### What to work on
Copy each line of the listing below exactly.

### Extracted material
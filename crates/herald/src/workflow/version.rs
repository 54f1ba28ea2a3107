//! Next version resolution

use tracing::{debug, info, instrument};

use herald_core::error::VersionError;
use herald_core::workflow::{calculate_next_version, format_tag, infer_release_type, version_from_tag};
use herald_core::{Config, ReleaseType, Result};
use herald_git::{CommitInfo, GitRepo, TagInfo};

/// The version being released and the history it covers
#[derive(Debug, Clone)]
pub struct VersionResolution {
    /// Newest release tag older than the new version
    pub previous: Option<TagInfo>,
    /// Bump applied; `None` when the version was given explicitly
    pub release_type: Option<ReleaseType>,
    pub version: String,
    pub tag: String,
    /// Commits since `previous`, newest first
    pub commits: Vec<CommitInfo>,
}

impl VersionResolution {
    pub fn previous_name(&self) -> Option<&str> {
        self.previous.as_ref().map(|t| t.name.as_str())
    }

    pub fn current_version(&self) -> &str {
        self.previous
            .as_ref()
            .and_then(|t| t.version.as_deref())
            .unwrap_or("0.0.0")
    }
}

/// Work out the next version.
///
/// An explicit version wins; otherwise `release_type` or the bump inferred
/// from commits (breaking -> major, feat -> minor, anything else -> patch)
/// is applied to the latest tag.
#[instrument(skip(config, repo))]
pub fn resolve_version(
    config: &Config,
    repo: &GitRepo,
    explicit: Option<&str>,
    release_type: Option<ReleaseType>,
) -> Result<VersionResolution> {
    let pattern = config.versioning.tag_pattern.as_deref();

    let resolution = match explicit {
        Some(raw) => {
            let version = version_from_tag(raw).ok_or_else(|| {
                VersionError::ParseFailed(raw.to_string(), "not a semantic version".to_string())
            })?;
            let previous = repo.find_tag_before(pattern, &version)?;
            let commits = repo.commits_since(previous.as_ref().map(|t| t.name.as_str()))?;
            let version = version.to_string();

            VersionResolution {
                previous,
                release_type: None,
                tag: format_tag(config, &version),
                version,
                commits,
            }
        }
        None => {
            let previous = repo.find_latest_tag(pattern)?;
            let commits = repo.commits_since(previous.as_ref().map(|t| t.name.as_str()))?;

            let release_type = release_type
                .or_else(|| {
                    infer_release_type(
                        commits
                            .iter()
                            .map(|c| (c.message.as_str(), c.body.as_deref())),
                    )
                })
                .unwrap_or(ReleaseType::Patch);
            debug!(release_type = %release_type, commits = commits.len(), "bump selected");

            let current = previous
                .as_ref()
                .and_then(|t| t.version.clone())
                .unwrap_or_else(|| "0.0.0".to_string());
            let version = calculate_next_version(
                &current,
                release_type,
                &config.versioning.prerelease_identifier,
            )?;

            VersionResolution {
                previous,
                release_type: Some(release_type),
                tag: format_tag(config, &version),
                version,
                commits,
            }
        }
    };

    info!(
        previous = ?resolution.previous_name(),
        tag = %resolution.tag,
        commits = resolution.commits.len(),
        "version resolved"
    );
    Ok(resolution)
}
//! Herald - changelog, tag and release automation

mod cli;
mod exit_codes;
mod workflow;

use clap::Parser;
use tracing_subscriber::{layer::SubscriberExt, util::SubscriberInitExt, EnvFilter, Layer};

use cli::{output, Cli};

fn main() {
    let cli = Cli::parse();
    let _guard = init_tracing(cli.verbose);

    if let Err(error) = cli.execute() {
        output::error(&format!("{:#}", error));
        std::process::exit(exit_codes::for_error(&error));
    }
}

/// Set up tracing with two layers:
/// - Console: controlled by RUST_LOG (default: warn, debug with --verbose)
/// - File: always debug-level JSON to ~/.herald/logs/
fn init_tracing(verbose: bool) -> Option<tracing_appender::non_blocking::WorkerGuard> {
    let default_level = if verbose { "debug" } else { "warn" };
    let console_filter =
        EnvFilter::try_from_default_env().unwrap_or_else(|_| EnvFilter::new(default_level));

    if let Some(log_dir) = log_directory() {
        let file_appender = tracing_appender::rolling::daily(&log_dir, "herald.log");
        let (non_blocking, guard) = tracing_appender::non_blocking(file_appender);

        tracing_subscriber::registry()
            .with(
                tracing_subscriber::fmt::layer()
                    .with_target(false)
                    .with_writer(std::io::stderr)
                    .with_filter(console_filter),
            )
            .with(
                tracing_subscriber::fmt::layer()
                    .json()
                    .with_writer(non_blocking)
                    .with_target(true)
                    .with_filter(EnvFilter::new("debug")),
            )
            .init();

        return Some(guard);
    }

    // Fallback: console only
    tracing_subscriber::registry()
        .with(
            tracing_subscriber::fmt::layer()
                .with_target(false)
                .with_writer(std::io::stderr)
                .with_filter(console_filter),
        )
        .init();

    None
}

/// Returns the log directory path, creating it if needed.
fn log_directory() -> Option<std::path::PathBuf> {
    let log_dir = dirs::home_dir()?.join(".herald").join("logs");
    std::fs::create_dir_all(&log_dir).ok()?;
    Some(log_dir)
}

### Solution to this task
filename crates/herald/src/workflow/version.rs
repository 54f1ba28ea2a3107
//! Next version resolution

use tracing::{debug, info, instrument};

use herald_core::error::VersionError;
use herald_core::workflow::{calculate_next_version, format_tag, infer_release_type, version_from_tag};
use herald_core::{Config, ReleaseType, Result};
use herald_git::{CommitInfo, GitRepo, TagInfo};

/// The version being released and the history it covers
#[derive(Debug, Clone)]
pub struct VersionResolution {
    /// Newest release tag older than the new version
    pub previous: Option<TagInfo>,
    /// Bump applied; `None` when the version was given explicitly
    pub release_type: Option<ReleaseType>,
    pub version: String,
    pub tag: String,
    /// Commits since `previous`, newest first
    pub commits: Vec<CommitInfo>,
}

impl VersionResolution {
    pub fn previous_name(&self) -> Option<&str> {
        self.previous.as_ref().map(|t| t.name.as_str())
    }

    pub fn current_version(&self) -> &str {
        self.previous
            .as_ref()
            .and_then(|t| t.version.as_deref())
            .unwrap_or("0.0.0")
    }
}

/// Work out the next version.
///
/// An explicit version wins; otherwise `release_type` or the bump inferred
/// from commits (breaking -> major, feat -> minor, anything else -> patch)
/// is applied to the latest tag.
#[instrument(skip(config, repo))]
pub fn resolve_version(
    config: &Config,
    repo: &GitRepo,
    explicit: Option<&str>,
    release_type: Option<ReleaseType>,
) -> Result<VersionResolution> {
    let pattern = config.versioning.tag_pattern.as_deref();

    let resolution = match explicit {
        Some(raw) => {
            let version = version_from_tag(raw).ok_or_else(|| {
                VersionError::ParseFailed(raw.to_string(), "not a semantic version".to_string())
            })?;
            let previous = repo.find_tag_before(pattern, &version)?;
            let commits = repo.commits_since(previous.as_ref().map(|t| t.name.as_str()))?;
            let version = version.to_string();

            VersionResolution {
                previous,
                release_type: None,
                tag: format_tag(config, &version),
                version,
                commits,
            }
        }
        None => {
            let previous = repo.find_latest_tag(pattern)?;
            let commits = repo.commits_since(previous.as_ref().map(|t| t.name.as_str()))?;

            let release_type = release_type
                .or_else(|| {
                    infer_release_type(
                        commits
                            .iter()
                            .map(|c| (c.message.as_str(), c.body.as_deref())),
                    )
                })
                .unwrap_or(ReleaseType::Patch);
            debug!(release_type = %release_type, commits = commits.len(), "bump selected");

            let current = previous
                .as_ref()
                .and_then(|t| t.version.clone())
                .unwrap_or_else(|| "0.0.0".to_string());
            let version = calculate_next_version(
                &current,
                release_type,
                &config.versioning.prerelease_identifier,
            )?;

            VersionResolution {
                previous,
                release_type: Some(release_type),
                tag: format_tag(config, &version),
                version,
                commits,
            }
        }
    };

    info!(
        previous = ?resolution.previous_name(),
        tag = %resolution.tag,
        commits = resolution.commits.len(),
        "version resolved"
    );
    Ok(resolution)
}
//! Herald - changelog, tag and release automation

mod cli;
mod exit_codes;
mod workflow;

use clap::Parser;
use tracing_subscriber::{layer::SubscriberExt, util::SubscriberInitExt, EnvFilter, Layer};

use cli::{output, Cli};

fn main() {
    let cli = Cli::parse();
    let _guard = init_tracing(cli.verbose);

    if let Err(error) = cli.execute() {
        output::error(&format!("{:#}", error));
        std::process::exit(exit_codes::for_error(&error));
    }
}

/// Set up tracing with two layers:
/// - Console: controlled by RUST_LOG (default: warn, debug with --verbose)
/// - File: always debug-level JSON to ~/.herald/logs/
fn init_tracing(verbose: bool) -> Option<tracing_appender::non_blocking::WorkerGuard> {
    let default_level = if verbose { "debug" } else { "warn" };
    let console_filter =
        EnvFilter::try_from_default_env().unwrap_or_else(|_| EnvFilter::new(default_level));

    if let Some(log_dir) = log_directory() {
        let file_appender = tracing_appender::rolling::daily(&log_dir, "herald.log");
        let (non_blocking, guard) = tracing_appender::non_blocking(file_appender);

        tracing_subscriber::registry()
            .with(
                tracing_subscriber::fmt::layer()
                    .with_target(false)
                    .with_writer(std::io::stderr)
                    .with_filter(console_filter),
            )
            .with(
                tracing_subscriber::fmt::layer()
                    .json()
                    .with_writer(non_blocking)
                    .with_target(true)
                    .with_filter(EnvFilter::new("debug")),
            )
            .init();

        return Some(guard);
    }

    // Fallback: console only
    tracing_subscriber::registry()
        .with(
            tracing_subscriber::fmt::layer()
                .with_target(false)
                .with_writer(std::io::stderr)
                .with_filter(console_filter),
        )
        .init();

    None
}

/// Returns the log directory path, creating it if needed.
fn log_directory() -> Option<std::path::PathBuf> {
    let log_dir = dirs::home_dir()?.join(".herald").join("logs");
    std::fs::create_dir_all(&log_dir).ok()?;
    Some(log_dir)
}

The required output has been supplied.